What the task requires: Once you find the line with "pub fn set_attribute(&mut" in the entries below, return exactly every line from it through the line with "let position = self".

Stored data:
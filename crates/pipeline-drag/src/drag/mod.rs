//! Pointer-driven dragging of pipeline nodes

mod session;
pub mod tracker;

pub use session::{DragController, DragEvent, DragState, EventOutcome, PointerSample};
pub use tracker::{capture, translate, DependentKind, DependentOffset, Grab};
//! In-memory model of the diagram's element tree
//!
//! The document mirrors the SVG the user sees. Elements live in an arena in
//! document order and are addressed by [`ElementId`]. Every attribute write is
//! also recorded as an [`AttributeChange`], so a browser host can replay the
//! same edits on the live DOM.

mod parser;

use serde::Serialize;
use std::collections::HashMap;

use crate::core::{format_coord, parse_coord, DiagramError, Result};

/// Handle to an element inside a [`Document`]
#[derive(Debug, Clone, Copy, PartialEq, Eq, Hash, PartialOrd, Ord)]
pub struct ElementId(usize);

impl ElementId {
    /// Position of the element in document order
    pub fn index(&self) -> usize {
        self.0
    }
}

#[derive(Debug, Clone)]
struct ElementData {
    name: String,
    attributes: Vec<(String, String)>,
    parent: Option<ElementId>,
    children: Vec<ElementId>,
}

/// One attribute write, addressed so it can be replayed elsewhere
///
/// `path` lists element-child indices from the root element, matching the
/// DOM's `children` collections.
#[derive(Debug, Clone, PartialEq, Eq, Serialize)]
pub struct AttributeChange {
    pub path: Vec<usize>,
    #[serde(skip_serializing_if = "Option::is_none")]
    pub id: Option<String>,
    pub name: String,
    pub value: String,
}

/// Arena-backed element tree
///
/// Always holds at least the root element once parsed.
#[derive(Debug, Clone)]
pub struct Document {
    elements: Vec<ElementData>,
    ids: HashMap<String, ElementId>,
    changes: Vec<AttributeChange>,
    recording: bool,
}

impl Document {
    /// A document with no elements, filled in by the parser
    pub(crate) fn empty() -> Self {
        Self {
            elements: Vec::new(),
            ids: HashMap::new(),
            changes: Vec::new(),
            recording: true,
        }
    }

    /// Parse SVG markup into a document
    pub fn parse(markup: &str) -> Result<Self> {
        parser::parse_document(markup)
    }

    /// The root element (the outermost `svg`)
    pub fn root(&self) -> ElementId {
        ElementId(0)
    }

    /// Number of elements in the document
    pub fn len(&self) -> usize {
        self.elements.len()
    }

    pub fn is_empty(&self) -> bool {
        self.elements.is_empty()
    }

    /// All elements in document order
    pub fn elements(&self) -> impl Iterator<Item = ElementId> + '_ {
        (0..self.elements.len()).map(ElementId)
    }

    /// All elements with the given local tag name, in document order
    pub fn elements_named<'a>(&'a self, name: &'a str) -> impl Iterator<Item = ElementId> + 'a {
        self.elements().filter(move |&el| self.name(el) == name)
    }

    /// Look up an element by its `id` attribute
    pub fn by_id(&self, id: &str) -> Option<ElementId> {
        self.ids.get(id).copied()
    }

    /// Local tag name
    pub fn name(&self, el: ElementId) -> &str {
        &self.data(el).name
    }

    /// The element's `id` attribute, if any
    pub fn id(&self, el: ElementId) -> Option<&str> {
        self.attribute(el, "id")
    }

    pub fn parent(&self, el: ElementId) -> Option<ElementId> {
        self.data(el).parent
    }

    /// Element children in document order
    pub fn children(&self, el: ElementId) -> &[ElementId] {
        &self.data(el).children
    }

    pub fn attribute(&self, el: ElementId, name: &str) -> Option<&str> {
        self.data(el)
            .attributes
            .iter()
            .find(|(key, _)| key == name)
            .map(|(_, value)| value.as_str())
    }

    /// Whether the element's `class` list contains `token`
    pub fn has_class(&self, el: ElementId, token: &str) -> bool {
        self.attribute(el, "class")
            .unwrap_or_default()
            .split_whitespace()
            .any(|t| t == token)
    }

    /// Read a numeric coordinate attribute
    pub fn coord(&self, el: ElementId, name: &str) -> Result<f64> {
        let raw = self
            .attribute(el, name)
            .ok_or_else(|| DiagramError::missing_attribute(self.name(el), name))?;
        parse_coord(raw).ok_or_else(|| DiagramError::invalid_number(name, raw))
    }

    /// Write an attribute, recording the change
    ///
    /// Writing the value an attribute already holds is not recorded. Nothing
    /// is recorded while recording is off.
    pub fn set_attribute(&mut self, el: ElementId, name: &str, value: impl Into<String>) {
        let value = value.into();
        let data = &mut self.elements[el.0];
        match data.attributes.iter_mut().find(|(key, _)| key == name) {
            Some((_, existing)) if *existing == value => return,
            Some((_, existing)) => *existing = value.clone(),
            None => data.attributes.push((name.to_string(), value.clone())),
        }
        if !self.recording {
            return;
        }
        let change = AttributeChange {
            path: self.path(el),
            id: self.id(el).map(str::to_string),
            name: name.to_string(),
            value,
        };
        self.changes.push(change);
    }

    /// Write a numeric coordinate attribute
    pub fn set_coord(&mut self, el: ElementId, name: &str, value: f64) {
        self.set_attribute(el, name, format_coord(value));
    }

    /// Element-child indices leading from the root to `el`
    pub fn path(&self, el: ElementId) -> Vec<usize> {
        let mut path = Vec::new();
        let mut current = el;
        while let Some(parent) = self.parent(current) {
            let position = self
                .children(parent)
                .iter()
                .position(|&child| child == current)
                .unwrap_or_default();
            path.push(position);
            current = parent;
        }
        path.reverse();
        path
    }

    /// Resolve a path produced by [`Document::path`]
    pub fn resolve_path(&self, path: &[usize]) -> Option<ElementId> {
        if self.is_empty() {
            return None;
        }
        path.iter()
            .try_fold(self.root(), |el, &i| self.children(el).get(i).copied())
    }

    /// Changes recorded since the last call to [`Document::take_changes`]
    pub fn changes(&self) -> &[AttributeChange] {
        &self.changes
    }

    /// Whether attribute writes are recorded as changes
    pub fn is_recording(&self) -> bool {
        self.recording
    }

    /// Turn change recording on or off
    ///
    /// Hosts that never replay changes should turn it off; the log is
    /// otherwise only emptied by [`Document::take_changes`]. Turning it off
    /// discards changes not yet taken.
    pub fn set_recording(&mut self, enabled: bool) {
        self.recording = enabled;
        if !enabled {
            self.changes.clear();
        }
    }

    /// Drain the recorded changes
    pub fn take_changes(&mut self) -> Vec<AttributeChange> {
        std::mem::take(&mut self.changes)
    }

    /// Apply changes recorded by another document with the same structure
    pub fn apply_changes(&mut self, changes: &[AttributeChange]) -> Result<()> {
        for change in changes {
            let el = self.resolve_path(&change.path).ok_or_else(|| {
                DiagramError::unknown_node(&format!("path {:?}", change.path))
            })?;
            self.set_attribute(el, &change.name, change.value.clone());
        }
        Ok(())
    }

    fn data(&self, el: ElementId) -> &ElementData {
        &self.elements[el.0]
    }

    fn push_element(
        &mut self,
        name: &str,
        attributes: Vec<(String, String)>,
        parent: Option<ElementId>,
    ) -> ElementId {
        let el = ElementId(self.elements.len());
        if let Some((_, id)) = attributes.iter().find(|(key, _)| key == "id") {
            // First element wins, as with getElementById
            self.ids.entry(id.clone()).or_insert(el);
        }
        self.elements.push(ElementData {
            name: name.to_string(),
            attributes,
            parent,
            children: Vec::new(),
        });
        if let Some(parent) = parent {
            self.elements[parent.0].children.push(el);
        }
        el
    }
}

Written solution:
    pub fn set_attribute(&mut self, el: ElementId, name: &str, value: impl Into<String>) {
        let value = value.into();
        let data = &mut self.elements[el.0];
        match data.attributes.iter_mut().find(|(key, _)| key == name) {
            Some((_, existing)) if *existing == value => return,
            Some((_, existing)) => *existing = value.clone(),
            None => data.attributes.push((name.to_string(), value.clone())),
        }
        if !self.recording {
            return;
        }
        let change = AttributeChange {
            path: self.path(el),
            id: self.id(el).map(str::to_string),
            name: name.to_string(),
            value,
        };
        self.changes.push(change);
    }

    /// Write a numeric coordinate attribute
    pub fn set_coord(&mut self, el: ElementId, name: &str, value: f64) {
        self.set_attribute(el, name, format_coord(value));
    }

    /// Element-child indices leading from the root to `el`
    pub fn path(&self, el: ElementId) -> Vec<usize> {
        let mut path = Vec::new();
        let mut current = el;
        while let Some(parent) = self.parent(current) {
            let position = self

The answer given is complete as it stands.